Exercise description — The expected output is every entry, repeated word for word.

Given data —

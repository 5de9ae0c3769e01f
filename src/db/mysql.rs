//! MySQL / MariaDB session backed by `mysql_async`.
//!
//! The loader is synchronous, so the session owns a current-thread Tokio
//! runtime and drives every call to completion with `block_on`. A single
//! connection (not a pool) is held for the whole run so that transaction and
//! savepoint statements always land on the same server session.

use crate::db::{Dialect, Session, SqlValue};
use crate::error::DbError;
use mysql_async::prelude::Queryable;
use mysql_async::{Conn, Opts, OptsBuilder, Params};
use tokio::runtime::Runtime;

/// Server error codes that signal a constraint violation or duplicate constraint
const CONSTRAINT_CODES: [u16; 8] = [1022, 1062, 1216, 1217, 1451, 1452, 1826, 3780];

pub struct MySqlSession {
    runtime: Runtime,
    conn: Option<Conn>,
}

impl MySqlSession {
    /// Connect to a MySQL database
    pub fn connect(
        host: &str,
        port: u16,
        user: &str,
        password: &str,
        database: &str,
    ) -> Result<Self, DbError> {
        tracing::info!(
            host = %host,
            port = %port,
            database = %database,
            "connecting to MySQL database"
        );

        let runtime = tokio::runtime::Builder::new_current_thread()
            .enable_all()
            .build()
            .map_err(|e| DbError::connection(format!("failed to start MySQL runtime: {}", e)))?;

        let opts: Opts = OptsBuilder::from_opts(Opts::default())
            .ip_or_hostname(host)
            .tcp_port(port)
            .user(Some(user))
            .pass(Some(password))
            .db_name(Some(database))
            .into();

        let conn = runtime
            .block_on(Conn::new(opts))
            .map_err(|e| DbError::connection(format!("failed to connect to MySQL: {}", e)))?;

        tracing::info!(
            host = %host,
            port = %port,
            database = %database,
            "MySQL connection established"
        );
        Ok(MySqlSession {
            runtime,
            conn: Some(conn),
        })
    }
}

impl Drop for MySqlSession {
    fn drop(&mut self) {
        if let Some(conn) = self.conn.take() {
            if let Err(e) = self.runtime.block_on(conn.disconnect()) {
                tracing::debug!(error = %e, "MySQL disconnect on drop failed");
            }
        }
    }
}

fn live(conn: &mut Option<Conn>) -> Result<&mut Conn, DbError> {
    conn.as_mut()
        .ok_or_else(|| DbError::connection("MySQL connection already closed"))
}

fn to_mysql(value: &SqlValue) -> mysql_async::Value {
    match value {
        SqlValue::Null => mysql_async::Value::NULL,
        SqlValue::Int(i) => mysql_async::Value::Int(*i),
        SqlValue::Float(f) => mysql_async::Value::Double(*f),
        SqlValue::Text(s) => mysql_async::Value::Bytes(s.as_bytes().to_vec()),
    }
}

fn classify(err: mysql_async::Error) -> DbError {
    match &err {
        mysql_async::Error::Server(server) if CONSTRAINT_CODES.contains(&server.code) => {
            DbError::constraint(err.to_string())
        }
        mysql_async::Error::Server(_) => DbError::statement(err.to_string()),
        mysql_async::Error::Io(_) | mysql_async::Error::Driver(_) => {
            DbError::connection(err.to_string())
        }
        _ => DbError::statement(err.to_string()),
    }
}

impl Session for MySqlSession {
    fn dialect(&self) -> Dialect {
        Dialect::MySql
    }

    fn execute(&mut self, sql: &str) -> Result<(), DbError> {
        tracing::trace!(sql, "executing statement");
        let MySqlSession { runtime, conn } = self;
        let conn = live(conn)?;
        runtime.block_on(conn.query_drop(sql)).map_err(classify)
    }

    fn insert(&mut self, sql: &str, params: &[SqlValue]) -> Result<i64, DbError> {
        tracing::trace!(sql, params = params.len(), "executing insert");
        let params = if params.is_empty() {
            Params::Empty
        } else {
            Params::Positional(params.iter().map(to_mysql).collect())
        };

        let MySqlSession { runtime, conn } = self;
        let conn = live(conn)?;
        runtime.block_on(conn.exec_drop(sql, params)).map_err(classify)?;

        let id = conn
            .last_insert_id()
            .ok_or_else(|| DbError::statement("insert did not report a generated key"))?;
        i64::try_from(id)
            .map_err(|_| DbError::statement(format!("generated key {} exceeds BIGINT", id)))
    }

    fn close(mut self: Box<Self>) -> Result<(), DbError> {
        match self.conn.take() {
            Some(conn) => self
                .runtime
                .block_on(conn.disconnect())
                .map_err(|e| {
                    DbError::connection(format!("failed to close MySQL connection: {}", e))
                }),
            None => Ok(()),
        }
    }
}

Problem solution —
repository 5de9ae0c3769e01f
filename src/db/mysql.rs
//! MySQL / MariaDB session backed by `mysql_async`.
//!
//! The loader is synchronous, so the session owns a current-thread Tokio
//! runtime and drives every call to completion with `block_on`. A single
//! connection (not a pool) is held for the whole run so that transaction and
//! savepoint statements always land on the same server session.

use crate::db::{Dialect, Session, SqlValue};
use crate::error::DbError;
use mysql_async::prelude::Queryable;
use mysql_async::{Conn, Opts, OptsBuilder, Params};
use tokio::runtime::Runtime;

/// Server error codes that signal a constraint violation or duplicate constraint
const CONSTRAINT_CODES: [u16; 8] = [1022, 1062, 1216, 1217, 1451, 1452, 1826, 3780];

pub struct MySqlSession {
    runtime: Runtime,
    conn: Option<Conn>,
}

impl MySqlSession {
    /// Connect to a MySQL database
    pub fn connect(
        host: &str,
        port: u16,
        user: &str,
        password: &str,
        database: &str,
    ) -> Result<Self, DbError> {
        tracing::info!(
            host = %host,
            port = %port,
            database = %database,
            "connecting to MySQL database"
        );

        let runtime = tokio::runtime::Builder::new_current_thread()
            .enable_all()
            .build()
            .map_err(|e| DbError::connection(format!("failed to start MySQL runtime: {}", e)))?;

        let opts: Opts = OptsBuilder::from_opts(Opts::default())
            .ip_or_hostname(host)
            .tcp_port(port)
            .user(Some(user))
            .pass(Some(password))
            .db_name(Some(database))
            .into();

        let conn = runtime
            .block_on(Conn::new(opts))
            .map_err(|e| DbError::connection(format!("failed to connect to MySQL: {}", e)))?;

        tracing::info!(
            host = %host,
            port = %port,
            database = %database,
            "MySQL connection established"
        );
        Ok(MySqlSession {
            runtime,
            conn: Some(conn),
        })
    }
}

impl Drop for MySqlSession {
    fn drop(&mut self) {
        if let Some(conn) = self.conn.take() {
            if let Err(e) = self.runtime.block_on(conn.disconnect()) {
                tracing::debug!(error = %e, "MySQL disconnect on drop failed");
            }
        }
    }
}

fn live(conn: &mut Option<Conn>) -> Result<&mut Conn, DbError> {
    conn.as_mut()
        .ok_or_else(|| DbError::connection("MySQL connection already closed"))
}

fn to_mysql(value: &SqlValue) -> mysql_async::Value {
    match value {
        SqlValue::Null => mysql_async::Value::NULL,
        SqlValue::Int(i) => mysql_async::Value::Int(*i),
        SqlValue::Float(f) => mysql_async::Value::Double(*f),
        SqlValue::Text(s) => mysql_async::Value::Bytes(s.as_bytes().to_vec()),
    }
}

fn classify(err: mysql_async::Error) -> DbError {
    match &err {
        mysql_async::Error::Server(server) if CONSTRAINT_CODES.contains(&server.code) => {
            DbError::constraint(err.to_string())
        }
        mysql_async::Error::Server(_) => DbError::statement(err.to_string()),
        mysql_async::Error::Io(_) | mysql_async::Error::Driver(_) => {
            DbError::connection(err.to_string())
        }
        _ => DbError::statement(err.to_string()),
    }
}

impl Session for MySqlSession {
    fn dialect(&self) -> Dialect {
        Dialect::MySql
    }

    fn execute(&mut self, sql: &str) -> Result<(), DbError> {
        tracing::trace!(sql, "executing statement");
        let MySqlSession { runtime, conn } = self;
        let conn = live(conn)?;
        runtime.block_on(conn.query_drop(sql)).map_err(classify)
    }

    fn insert(&mut self, sql: &str, params: &[SqlValue]) -> Result<i64, DbError> {
        tracing::trace!(sql, params = params.len(), "executing insert");
        let params = if params.is_empty() {
            Params::Empty
        } else {
            Params::Positional(params.iter().map(to_mysql).collect())
        };

        let MySqlSession { runtime, conn } = self;
        let conn = live(conn)?;
        runtime.block_on(conn.exec_drop(sql, params)).map_err(classify)?;

        let id = conn
            .last_insert_id()
            .ok_or_else(|| DbError::statement("insert did not report a generated key"))?;
        i64::try_from(id)
            .map_err(|_| DbError::statement(format!("generated key {} exceeds BIGINT", id)))
    }

    fn close(mut self: Box<Self>) -> Result<(), DbError> {
        match self.conn.take() {
            Some(conn) => self
                .runtime
                .block_on(conn.disconnect())
                .map_err(|e| {
                    DbError::connection(format!("failed to close MySQL connection: {}", e))
                }),
            None => Ok(()),
        }
    }
}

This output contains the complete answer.